Top of EXTRACTED DATA

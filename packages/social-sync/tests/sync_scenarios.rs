//! End-to-end sync scenarios against mock host capabilities.
//!
//! Each test wires a `SyncOrchestrator` to an in-memory store, a mock
//! permalink host and a recording transport, then checks both the
//! returned `SyncResult` and what (if anything) went over the wire.

use std::sync::Arc;
use std::time::Duration;

use social_sync::testing::{MockPermalinkHost, MockPostStore, MockTransport};
use social_sync::{
    PostRecord, PublishEvent, SocialApiClient, SyncConfig, SyncOrchestrator, SyncOutcome,
    TransportError, TransportResponse,
};

/// Helper to build an orchestrator around a recording transport.
fn setup(
    posts: Vec<PostRecord>,
    transport: MockTransport,
) -> (
    SyncOrchestrator<MockPostStore, MockPermalinkHost>,
    Arc<MockTransport>,
) {
    let store = posts
        .into_iter()
        .fold(MockPostStore::new(), |store, post| store.with_post(post));
    let transport = Arc::new(transport);
    let host = MockPermalinkHost::new().with_primary("https://blog.example/archives/1/");

    let sync = SyncOrchestrator::new(store, host)
        .with_client(SocialApiClient::new(transport.clone()));
    (sync, transport)
}

fn config() -> SyncConfig {
    SyncConfig::new("https://social.example.org", "tok-abc")
        .with_site_url("https://blog.example")
        .with_summary_length(5)
}

#[tokio::test]
async fn test_body_excerpt_is_posted() {
    let (sync, transport) = setup(
        vec![PostRecord::new(1, "Hello", "<p>World</p>")],
        MockTransport::new(),
    );

    let result = sync.sync(&PublishEvent::published_post("Hello"), &config()).await;

    assert!(result.succeeded);
    assert_eq!(result.http_status_code, Some(200));

    let request = transport.last_request().unwrap();
    let text = &request.payload.status;
    assert!(text.contains("## Hello"));
    assert!(text.contains("\n\nWorld\n\n"));
    assert!(text.ends_with("🔗 阅读全文: https://blog.example/archives/1/"));
    assert_eq!(request.payload.visibility, "public");
    assert_eq!(request.payload.content_type, "text/markdown");
    assert_eq!(
        request.endpoint.as_str(),
        "https://social.example.org/api/v1/statuses"
    );
    assert_eq!(request.bearer.expose(), "tok-abc");
}

#[tokio::test]
async fn test_precomputed_summary_is_not_truncated() {
    let (sync, transport) = setup(
        vec![PostRecord::new(1, "Hello", "<p>World and more</p>")
            .with_field("summary", "Precomputed text")],
        MockTransport::new(),
    );

    let result = sync.sync(&PublishEvent::published_post("Hello"), &config()).await;

    assert!(result.succeeded);
    let text = transport.last_request().unwrap().payload.status;
    assert!(text.contains("\n\nPrecomputed text\n\n"));
    assert!(!text.contains("World"));
}

#[tokio::test]
async fn test_empty_token_sends_nothing() {
    let (sync, transport) = setup(
        vec![PostRecord::new(1, "Hello", "<p>World</p>")],
        MockTransport::new(),
    );
    let mut config = config();
    config.access_token = "".into();

    let result = sync.sync(&PublishEvent::published_post("Hello"), &config).await;

    assert!(!result.succeeded);
    assert!(result.is_skipped());
    assert_eq!(result.http_status_code, None);
    assert_eq!(transport.call_count(), 0);
}

#[tokio::test]
async fn test_empty_instance_url_sends_nothing() {
    let (sync, transport) = setup(
        vec![PostRecord::new(1, "Hello", "<p>World</p>")],
        MockTransport::new(),
    );
    let mut config = config();
    config.instance_url.clear();

    let result = sync.sync(&PublishEvent::published_post("Hello"), &config).await;

    assert!(!result.succeeded);
    assert!(result.is_skipped());
    assert_eq!(result.http_status_code, None);
    assert_eq!(transport.call_count(), 0);
}

#[tokio::test]
async fn test_wrong_type_or_visibility_sends_nothing() {
    let (sync, transport) = setup(
        vec![PostRecord::new(1, "Hello", "<p>World</p>")],
        MockTransport::new(),
    );

    for event in [
        PublishEvent::published_post("Hello").with_content_type("page"),
        PublishEvent::published_post("Hello").with_visibility("draft"),
        PublishEvent::published_post("Hello").with_visibility("password"),
    ] {
        let result = sync.sync(&event, &config()).await;
        assert!(result.is_skipped(), "event = {event:?}");
    }

    assert_eq!(transport.call_count(), 0);
}

#[tokio::test]
async fn test_timeout_fails_without_status_code() {
    let (sync, transport) = setup(
        vec![PostRecord::new(1, "Hello", "<p>World</p>")],
        MockTransport::new().with_error(TransportError::Timeout(Duration::from_secs(30))),
    );

    let result = sync.sync(&PublishEvent::published_post("Hello"), &config()).await;

    assert!(!result.succeeded);
    assert_eq!(result.http_status_code, None);
    assert!(result.error_message.unwrap().contains("timed out"));
    assert_eq!(transport.call_count(), 1);
}

#[tokio::test]
async fn test_rejection_is_lenient_by_default() {
    let (sync, transport) = setup(
        vec![PostRecord::new(1, "Hello", "<p>World</p>")],
        MockTransport::new().with_response(TransportResponse::new(
            422,
            r#"{"error":"Validation failed: Text can't be blank"}"#,
        )),
    );

    let result = sync.sync(&PublishEvent::published_post("Hello"), &config()).await;

    assert!(result.succeeded);
    assert_eq!(result.http_status_code, Some(422));
    assert!(matches!(result.outcome, SyncOutcome::Rejected { status: 422, .. }));
    assert_eq!(transport.call_count(), 1);
}

#[tokio::test]
async fn test_rejection_fails_in_strict_mode() {
    let (sync, _transport) = setup(
        vec![PostRecord::new(1, "Hello", "<p>World</p>")],
        MockTransport::new().with_response(TransportResponse::new(422, "nope")),
    );
    let config = config().with_strict_status(true);

    let result = sync.sync(&PublishEvent::published_post("Hello"), &config).await;

    assert!(!result.succeeded);
    assert_eq!(result.http_status_code, Some(422));
    assert!(result.error_message.unwrap().contains("HTTP 422"));
}

#[tokio::test]
async fn test_one_request_per_sync() {
    let (sync, transport) = setup(
        vec![PostRecord::new(1, "Hello", "<p>World</p>")],
        MockTransport::new().with_response(TransportResponse::new(503, "busy")),
    );

    let result = sync.sync(&PublishEvent::published_post("Hello"), &config()).await;

    assert_eq!(result.http_status_code, Some(503));
    assert_eq!(transport.call_count(), 1);
}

Bottom of EXTRACTED DATA

Give every entry again, character for character.

filename packages/social-sync/tests/sync_scenarios.rs
//! End-to-end sync scenarios against mock host capabilities.
//!
//! Each test wires a `SyncOrchestrator` to an in-memory store, a mock
//! permalink host and a recording transport, then checks both the
//! returned `SyncResult` and what (if anything) went over the wire.

use std::sync::Arc;
use std::time::Duration;

use social_sync::testing::{MockPermalinkHost, MockPostStore, MockTransport};
use social_sync::{
    PostRecord, PublishEvent, SocialApiClient, SyncConfig, SyncOrchestrator, SyncOutcome,
    TransportError, TransportResponse,
};

/// Helper to build an orchestrator around a recording transport.
fn setup(
    posts: Vec<PostRecord>,
    transport: MockTransport,
) -> (
    SyncOrchestrator<MockPostStore, MockPermalinkHost>,
    Arc<MockTransport>,
) {
    let store = posts
        .into_iter()
        .fold(MockPostStore::new(), |store, post| store.with_post(post));
    let transport = Arc::new(transport);
    let host = MockPermalinkHost::new().with_primary("https://blog.example/archives/1/");

    let sync = SyncOrchestrator::new(store, host)
        .with_client(SocialApiClient::new(transport.clone()));
    (sync, transport)
}

fn config() -> SyncConfig {
    SyncConfig::new("https://social.example.org", "tok-abc")
        .with_site_url("https://blog.example")
        .with_summary_length(5)
}

#[tokio::test]
async fn test_body_excerpt_is_posted() {
    let (sync, transport) = setup(
        vec![PostRecord::new(1, "Hello", "<p>World</p>")],
        MockTransport::new(),
    );

    let result = sync.sync(&PublishEvent::published_post("Hello"), &config()).await;

    assert!(result.succeeded);
    assert_eq!(result.http_status_code, Some(200));

    let request = transport.last_request().unwrap();
    let text = &request.payload.status;
    assert!(text.contains("## Hello"));
    assert!(text.contains("\n\nWorld\n\n"));
    assert!(text.ends_with("🔗 阅读全文: https://blog.example/archives/1/"));
    assert_eq!(request.payload.visibility, "public");
    assert_eq!(request.payload.content_type, "text/markdown");
    assert_eq!(
        request.endpoint.as_str(),
        "https://social.example.org/api/v1/statuses"
    );
    assert_eq!(request.bearer.expose(), "tok-abc");
}

#[tokio::test]
async fn test_precomputed_summary_is_not_truncated() {
    let (sync, transport) = setup(
        vec![PostRecord::new(1, "Hello", "<p>World and more</p>")
            .with_field("summary", "Precomputed text")],
        MockTransport::new(),
    );

    let result = sync.sync(&PublishEvent::published_post("Hello"), &config()).await;

    assert!(result.succeeded);
    let text = transport.last_request().unwrap().payload.status;
    assert!(text.contains("\n\nPrecomputed text\n\n"));
    assert!(!text.contains("World"));
}

#[tokio::test]
async fn test_empty_token_sends_nothing() {
    let (sync, transport) = setup(
        vec![PostRecord::new(1, "Hello", "<p>World</p>")],
        MockTransport::new(),
    );
    let mut config = config();
    config.access_token = "".into();

    let result = sync.sync(&PublishEvent::published_post("Hello"), &config).await;

    assert!(!result.succeeded);
    assert!(result.is_skipped());
    assert_eq!(result.http_status_code, None);
    assert_eq!(transport.call_count(), 0);
}

#[tokio::test]
async fn test_empty_instance_url_sends_nothing() {
    let (sync, transport) = setup(
        vec![PostRecord::new(1, "Hello", "<p>World</p>")],
        MockTransport::new(),
    );
    let mut config = config();
    config.instance_url.clear();

    let result = sync.sync(&PublishEvent::published_post("Hello"), &config).await;

    assert!(!result.succeeded);
    assert!(result.is_skipped());
    assert_eq!(result.http_status_code, None);
    assert_eq!(transport.call_count(), 0);
}

#[tokio::test]
async fn test_wrong_type_or_visibility_sends_nothing() {
    let (sync, transport) = setup(
        vec![PostRecord::new(1, "Hello", "<p>World</p>")],
        MockTransport::new(),
    );

    for event in [
        PublishEvent::published_post("Hello").with_content_type("page"),
        PublishEvent::published_post("Hello").with_visibility("draft"),
        PublishEvent::published_post("Hello").with_visibility("password"),
    ] {
        let result = sync.sync(&event, &config()).await;
        assert!(result.is_skipped(), "event = {event:?}");
    }

    assert_eq!(transport.call_count(), 0);
}

#[tokio::test]
async fn test_timeout_fails_without_status_code() {
    let (sync, transport) = setup(
        vec![PostRecord::new(1, "Hello", "<p>World</p>")],
        MockTransport::new().with_error(TransportError::Timeout(Duration::from_secs(30))),
    );

    let result = sync.sync(&PublishEvent::published_post("Hello"), &config()).await;

    assert!(!result.succeeded);
    assert_eq!(result.http_status_code, None);
    assert!(result.error_message.unwrap().contains("timed out"));
    assert_eq!(transport.call_count(), 1);
}

#[tokio::test]
async fn test_rejection_is_lenient_by_default() {
    let (sync, transport) = setup(
        vec![PostRecord::new(1, "Hello", "<p>World</p>")],
        MockTransport::new().with_response(TransportResponse::new(
            422,
            r#"{"error":"Validation failed: Text can't be blank"}"#,
        )),
    );

    let result = sync.sync(&PublishEvent::published_post("Hello"), &config()).await;

    assert!(result.succeeded);
    assert_eq!(result.http_status_code, Some(422));
    assert!(matches!(result.outcome, SyncOutcome::Rejected { status: 422, .. }));
    assert_eq!(transport.call_count(), 1);
}

#[tokio::test]
async fn test_rejection_fails_in_strict_mode() {
    let (sync, _transport) = setup(
        vec![PostRecord::new(1, "Hello", "<p>World</p>")],
        MockTransport::new().with_response(TransportResponse::new(422, "nope")),
    );
    let config = config().with_strict_status(true);

    let result = sync.sync(&PublishEvent::published_post("Hello"), &config).await;

    assert!(!result.succeeded);
    assert_eq!(result.http_status_code, Some(422));
    assert!(result.error_message.unwrap().contains("HTTP 422"));
}

#[tokio::test]
async fn test_one_request_per_sync() {
    let (sync, transport) = setup(
        vec![PostRecord::new(1, "Hello", "<p>World</p>")],
        MockTransport::new().with_response(TransportResponse::new(503, "busy")),
    );

    let result = sync.sync(&PublishEvent::published_post("Hello"), &config()).await;

    assert_eq!(result.http_status_code, Some(503));
    assert_eq!(transport.call_count(), 1);
}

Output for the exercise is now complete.